Surveying the genome for exposed regions accessible for active transcription vs those bound tightly into heterochromatin can be an essential first step to understanding the relationship between chromatin structure and function in different contexts. To take a snapshot of genomic architecture, researchers may use one of three methods: DNase-seq, MNase-seq, or ATAC-seq. DNase-seq and ATAC-seq map exposed regions of DNA, whereas MNase-seq maps regions protected by nucleosomes.
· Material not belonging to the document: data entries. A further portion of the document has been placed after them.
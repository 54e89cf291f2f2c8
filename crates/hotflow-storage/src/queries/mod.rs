// SPDX-FileCopyrightText: 2026 HotFlow Contributors
// SPDX-License-Identifier: MIT OR Apache-2.0

//! Query modules for the persisted entities, plus the column conversions
//! they share.

pub mod creatives;
pub mod items;

use std::str::FromStr;

use chrono::{DateTime, SecondsFormat, Utc};
use rusqlite::types::Type;
use rust_decimal::Decimal;

/// Timestamps are stored as fixed-width RFC 3339 text so that lexical order
/// matches chronological order.
pub(crate) fn timestamp_to_sql(at: &DateTime<Utc>) -> String {
    at.to_rfc3339_opts(SecondsFormat::Micros, true)
}

pub(crate) fn timestamp_column(row: &rusqlite::Row<'_>, idx: usize) -> rusqlite::Result<DateTime<Utc>> {
    let text: String = row.get(idx)?;
    DateTime::parse_from_rfc3339(&text)
        .map(|at| at.with_timezone(&Utc))
        .map_err(|e| rusqlite::Error::FromSqlConversionFailure(idx, Type::Text, Box::new(e)))
}

/// Decimals are stored as text to keep their exact scale.
pub(crate) fn decimal_column(row: &rusqlite::Row<'_>, idx: usize) -> rusqlite::Result<Option<Decimal>> {
    let text: Option<String> = row.get(idx)?;
    text.map(|t| {
        Decimal::from_str(&t)
            .map_err(|e| rusqlite::Error::FromSqlConversionFailure(idx, Type::Text, Box::new(e)))
    })
    .transpose()
}

pub(crate) fn json_column<T: serde::de::DeserializeOwned>(
    row: &rusqlite::Row<'_>,
    idx: usize,
) -> rusqlite::Result<T> {
    let text: String = row.get(idx)?;
    serde_json::from_str(&text)
        .map_err(|e| rusqlite::Error::FromSqlConversionFailure(idx, Type::Text, Box::new(e)))
}

/// A row cap for `LIMIT`, where zero means no cap.
pub(crate) fn limit_value(limit: Option<usize>) -> Option<i64> {
    limit
        .filter(|n| *n > 0)
        .map(|n| i64::try_from(n).unwrap_or(i64::MAX))
}
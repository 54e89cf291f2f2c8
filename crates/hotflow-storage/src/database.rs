// SPDX-FileCopyrightText: 2026 HotFlow Contributors
// SPDX-License-Identifier: MIT OR Apache-2.0

//! Database connection management.
//!
//! A [`Database`] owns the single `tokio-rusqlite` connection. All reads and
//! writes are funneled through its background thread, so writes never
//! contend with each other.

use std::path::PathBuf;

use hotflow_core::HotflowError;
use tracing::debug;

/// Where a connection string points.
#[derive(Debug, Clone, PartialEq, Eq)]
pub enum DatabaseLocation {
    Memory,
    File(PathBuf),
}

impl DatabaseLocation {
    /// Parse a connection string.
    ///
    /// Accepted forms: `sqlite://<path>`, `sqlite:///<abs path>`, a bare path,
    /// and `sqlite://`, `sqlite::memory:`, `sqlite://:memory:` or `:memory:`
    /// for an in-memory database. Any other scheme is rejected.
    pub fn parse(url: &str) -> Result<Self, HotflowError> {
        let url = url.trim();
        if url.is_empty() {
            return Err(HotflowError::Config("database URL is empty".to_string()));
        }
        if matches!(url, ":memory:" | "sqlite::memory:") {
            return Ok(Self::Memory);
        }

        if let Some(rest) = url.strip_prefix("sqlite://") {
            return Ok(match rest {
                "" | ":memory:" => Self::Memory,
                path => Self::File(PathBuf::from(path)),
            });
        }

        if let Some((scheme, _)) = url.split_once("://") {
            return Err(HotflowError::Config(format!(
                "unsupported database URL scheme `{scheme}`; only sqlite is supported"
            )));
        }

        Ok(Self::File(PathBuf::from(url)))
    }
}

/// Map a tokio-rusqlite error into a storage error.
pub fn map_tr_err(e: tokio_rusqlite::Error<rusqlite::Error>) -> HotflowError {
    HotflowError::Storage {
        source: Box::new(e),
    }
}

/// Database handle wrapping the background connection.
pub struct Database {
    conn: tokio_rusqlite::Connection,
    location: DatabaseLocation,
}

impl Database {
    /// Open the database a connection string points at, apply PRAGMAs and run
    /// pending migrations.
    pub async fn open(url: &str) -> Result<Self, HotflowError> {
        Self::open_location(DatabaseLocation::parse(url)?).await
    }

    /// Open a database at an already-parsed location.
    pub async fn open_location(location: DatabaseLocation) -> Result<Self, HotflowError> {
        let conn = match &location {
            DatabaseLocation::Memory => tokio_rusqlite::Connection::open_in_memory().await,
            DatabaseLocation::File(path) => tokio_rusqlite::Connection::open(path.clone()).await,
        }
        .map_err(|e| HotflowError::Storage {
            source: Box::new(e),
        })?;

        let file_backed = matches!(location, DatabaseLocation::File(_));
        conn.call(move |conn| -> Result<(), rusqlite::Error> {
            if file_backed {
                conn.execute_batch(
                    "PRAGMA journal_mode = WAL;
                     PRAGMA synchronous = NORMAL;
                     PRAGMA busy_timeout = 5000;",
                )?;
            }
            conn.execute_batch("PRAGMA foreign_keys = ON;")?;
            Ok(())
        })
        .await
        .map_err(map_tr_err)?;

        let applied = conn
            .call(|conn| crate::migrations::run_migrations(conn))
            .await
            .map_err(|e| HotflowError::Storage {
                source: format!("migration failed: {e}").into(),
            })?;

        debug!(location = ?location, applied, "database opened");
        Ok(Self { conn, location })
    }

    /// The underlying connection, for query modules.
    pub fn connection(&self) -> &tokio_rusqlite::Connection {
        &self.conn
    }

    pub fn location(&self) -> &DatabaseLocation {
        &self.location
    }

    /// Flush the WAL into the main database file. A no-op in memory.
    pub async fn checkpoint(&self) -> Result<(), HotflowError> {
        if self.location == DatabaseLocation::Memory {
            return Ok(());
        }
        self.conn
            .call(|conn| -> Result<(), rusqlite::Error> {
                conn.execute_batch("PRAGMA wal_checkpoint(TRUNCATE);")?;
                Ok(())
            })
            .await
            .map_err(map_tr_err)?;
        debug!("WAL checkpoint complete");
        Ok(())
    }
}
It is important to keep in mind that these methods provide snapshots of a dynamic process, often averaged across thousands of cells. If a particular region is dynamically changing, or different between cells within the population, the data may seem conflicting between methods. Some single-cell analysis methods are evolving to resolve these challenges.
DNase-seq uses DNase to digest exposed regions of the genome, whereas nucleosome-bound DNA is protected from DNase digestion. The small fragments generated by DNase digestion are then sequenced and mapped to the genome to identify regions of active transcription.
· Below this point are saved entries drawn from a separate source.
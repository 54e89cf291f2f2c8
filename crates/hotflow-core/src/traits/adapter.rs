// SPDX-FileCopyrightText: 2026 HotFlow Contributors
// SPDX-License-Identifier: MIT OR Apache-2.0

//! Base adapter trait that all adapters implement.

use crate::types::AdapterType;

/// The base trait for all HotFlow adapters.
///
/// Provides identity so that log lines and errors can name the concrete
/// implementation behind a trait object.
pub trait PluginAdapter: Send + Sync + 'static {
    /// Returns the human-readable name of this adapter instance.
    fn name(&self) -> &str;

    /// Returns the type of adapter (transport, provider, storage).
    fn adapter_type(&self) -> AdapterType;
}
•Most established and practiced method
•DNase cutting bias is well-understood
•Can be adapted to inversely examine protected genomic regions, called DNase footprinting, to identify transcription factor and nucleosome binding sites. However, it is important to use naked DNA as a control for such experiments as DNase I cutting bias can lead to false conclusions.
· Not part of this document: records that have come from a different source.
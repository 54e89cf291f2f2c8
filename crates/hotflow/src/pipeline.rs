// SPDX-FileCopyrightText: 2026 HotFlow Contributors
// SPDX-License-Identifier: MIT OR Apache-2.0

//! Orchestration of fetch-then-store and generate-then-store runs.
//!
//! Both flows await every step in order: one keyword or item at a time, one
//! storage transaction per batch.

use hotflow_copywriter::{CopyWriter, GenerateOptions};
use hotflow_core::{Creative, HotflowError, ItemQuery, StorageAdapter};
use hotflow_taobao::{FetchOptions, TaobaoClient};
use tracing::{info, warn};

/// Which items to write copy for, and what to write.
#[derive(Debug, Clone, Default)]
pub struct GenerateRequest {
    pub query: ItemQuery,
    pub options: GenerateOptions,
}

/// Fetch every keyword and store each non-empty batch.
///
/// Returns the total number of items stored. An upstream API error aborts
/// the run; batches stored before it stay stored.
pub async fn fetch_and_store<S: AsRef<str>>(
    client: &TaobaoClient,
    storage: &dyn StorageAdapter,
    keywords: &[S],
    options: &FetchOptions,
) -> Result<usize, HotflowError> {
    let mut total = 0;
    for keyword in keywords {
        let keyword = keyword.as_ref();
        info!(keyword, "fetching keyword");
        let items = client.fetch_many(keyword, options).await?;
        if items.is_empty() {
            warn!(keyword, "no items returned for keyword");
            continue;
        }
        let stored = storage.store_items(&items).await?;
        info!(keyword, count = stored, "stored items");
        total += stored;
    }
    Ok(total)
}

/// Generate creatives for the selected items and store them item by item.
///
/// Returns every creative produced, in item order.
pub async fn generate_and_store_creatives(
    writer: &CopyWriter,
    storage: &dyn StorageAdapter,
    request: &GenerateRequest,
) -> Result<Vec<Creative>, HotflowError> {
    let items = storage.fetch_items(&request.query).await?;
    if items.is_empty() {
        warn!("no items found for creative generation");
        return Ok(Vec::new());
    }

    let mut all = Vec::new();
    for item in &items {
        info!(item_id = item.item_id, "generating creatives");
        let generated = writer.generate(item, &request.options).await?;
        storage.store_creatives(&generated).await?;
        all.extend(generated);
    }
    Ok(all)
}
•Possible to adapt for single-cell analysis
•Technically difficult to master, especially in optimizing digestion conditions for a given cell type/number
•Requires millions of cells, and may be challenging for analysis of rare patient samples
In contrast to DNase-seq, MNase-seq uses micrococcal nuclease (MNase), from Staphylococcus aureus, to digest exposed genomic regions. Protected DNA bound to nucleosomes is then recovered and sequenced.
•Common and well established in many cell types of many species, from yeast to humans, with some standardization of digestion and data analysis.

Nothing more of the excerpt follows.